Task details:
Please give back, word for word, only the lines starting at the one containing "pub fn bytes_spec(&self)" and ending at the one containing "self.name = name;" within the material below.

Data for review:
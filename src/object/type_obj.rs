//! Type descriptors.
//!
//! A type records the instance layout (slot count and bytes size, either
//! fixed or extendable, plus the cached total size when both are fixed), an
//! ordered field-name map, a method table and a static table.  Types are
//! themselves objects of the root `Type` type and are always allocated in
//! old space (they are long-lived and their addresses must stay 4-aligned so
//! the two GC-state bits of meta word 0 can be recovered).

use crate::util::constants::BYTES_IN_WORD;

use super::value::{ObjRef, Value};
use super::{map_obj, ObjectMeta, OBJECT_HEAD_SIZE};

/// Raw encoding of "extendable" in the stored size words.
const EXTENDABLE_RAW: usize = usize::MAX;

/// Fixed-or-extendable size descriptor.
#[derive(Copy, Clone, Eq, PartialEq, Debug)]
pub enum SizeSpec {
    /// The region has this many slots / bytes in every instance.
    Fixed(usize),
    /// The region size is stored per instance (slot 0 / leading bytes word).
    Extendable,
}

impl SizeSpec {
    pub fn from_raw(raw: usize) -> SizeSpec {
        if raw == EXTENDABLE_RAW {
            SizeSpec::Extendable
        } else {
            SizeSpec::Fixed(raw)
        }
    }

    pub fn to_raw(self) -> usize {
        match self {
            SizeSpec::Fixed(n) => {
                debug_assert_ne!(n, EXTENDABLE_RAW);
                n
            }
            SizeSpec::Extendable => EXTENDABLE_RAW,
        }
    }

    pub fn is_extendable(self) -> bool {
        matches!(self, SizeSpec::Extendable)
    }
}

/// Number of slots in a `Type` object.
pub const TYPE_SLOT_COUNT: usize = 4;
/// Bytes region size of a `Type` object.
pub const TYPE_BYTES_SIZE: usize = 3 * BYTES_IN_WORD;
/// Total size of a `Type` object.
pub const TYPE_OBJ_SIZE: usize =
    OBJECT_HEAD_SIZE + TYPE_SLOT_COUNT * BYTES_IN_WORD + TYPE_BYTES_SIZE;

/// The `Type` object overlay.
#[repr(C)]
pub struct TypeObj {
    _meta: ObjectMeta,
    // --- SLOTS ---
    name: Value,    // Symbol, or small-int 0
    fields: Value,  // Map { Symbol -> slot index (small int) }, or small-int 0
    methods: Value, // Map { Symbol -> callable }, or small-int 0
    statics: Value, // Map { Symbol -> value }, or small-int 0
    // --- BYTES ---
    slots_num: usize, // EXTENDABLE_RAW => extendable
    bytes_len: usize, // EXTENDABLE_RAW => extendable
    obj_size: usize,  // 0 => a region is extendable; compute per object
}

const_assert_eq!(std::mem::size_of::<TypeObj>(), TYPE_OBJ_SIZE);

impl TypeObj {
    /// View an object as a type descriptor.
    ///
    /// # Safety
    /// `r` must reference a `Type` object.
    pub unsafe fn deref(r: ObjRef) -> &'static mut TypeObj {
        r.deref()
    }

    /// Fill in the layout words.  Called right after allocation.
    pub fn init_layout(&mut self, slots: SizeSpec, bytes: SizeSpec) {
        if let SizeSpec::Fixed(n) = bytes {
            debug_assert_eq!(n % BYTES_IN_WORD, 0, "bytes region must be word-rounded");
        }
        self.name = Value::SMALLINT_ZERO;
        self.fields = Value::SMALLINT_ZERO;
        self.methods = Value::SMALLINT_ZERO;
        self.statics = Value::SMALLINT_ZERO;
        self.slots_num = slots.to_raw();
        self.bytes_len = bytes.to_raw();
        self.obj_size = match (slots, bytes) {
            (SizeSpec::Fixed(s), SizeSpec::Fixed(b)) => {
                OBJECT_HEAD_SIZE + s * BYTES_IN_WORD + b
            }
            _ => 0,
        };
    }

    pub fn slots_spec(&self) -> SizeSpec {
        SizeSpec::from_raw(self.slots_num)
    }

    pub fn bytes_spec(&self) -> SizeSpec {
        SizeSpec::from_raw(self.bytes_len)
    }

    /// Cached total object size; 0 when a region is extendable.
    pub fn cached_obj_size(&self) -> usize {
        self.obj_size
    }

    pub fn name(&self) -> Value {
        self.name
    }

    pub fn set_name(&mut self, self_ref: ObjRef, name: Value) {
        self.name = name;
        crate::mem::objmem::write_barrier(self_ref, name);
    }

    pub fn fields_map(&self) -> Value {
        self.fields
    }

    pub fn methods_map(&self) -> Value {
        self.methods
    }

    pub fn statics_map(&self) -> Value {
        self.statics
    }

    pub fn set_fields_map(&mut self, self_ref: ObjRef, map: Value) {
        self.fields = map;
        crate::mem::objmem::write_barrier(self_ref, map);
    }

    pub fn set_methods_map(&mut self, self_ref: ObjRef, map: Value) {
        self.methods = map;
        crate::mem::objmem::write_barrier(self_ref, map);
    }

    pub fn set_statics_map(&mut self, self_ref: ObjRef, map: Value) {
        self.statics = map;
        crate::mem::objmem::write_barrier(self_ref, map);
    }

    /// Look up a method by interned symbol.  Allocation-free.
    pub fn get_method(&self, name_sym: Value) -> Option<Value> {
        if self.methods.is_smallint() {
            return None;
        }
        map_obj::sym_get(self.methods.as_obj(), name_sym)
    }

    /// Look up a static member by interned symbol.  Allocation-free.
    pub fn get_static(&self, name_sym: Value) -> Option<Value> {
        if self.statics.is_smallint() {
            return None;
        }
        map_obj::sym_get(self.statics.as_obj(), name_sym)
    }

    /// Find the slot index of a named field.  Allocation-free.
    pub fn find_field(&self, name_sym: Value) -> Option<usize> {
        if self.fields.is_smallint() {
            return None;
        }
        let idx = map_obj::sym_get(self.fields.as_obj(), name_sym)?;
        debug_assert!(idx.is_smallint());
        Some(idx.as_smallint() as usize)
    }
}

Response:
    pub fn bytes_spec(&self) -> SizeSpec {
        SizeSpec::from_raw(self.bytes_len)
    }

    /// Cached total object size; 0 when a region is extendable.
    pub fn cached_obj_size(&self) -> usize {
        self.obj_size
    }

    pub fn name(&self) -> Value {
        self.name
    }

    pub fn set_name(&mut self, self_ref: ObjRef, name: Value) {
        self.name = name;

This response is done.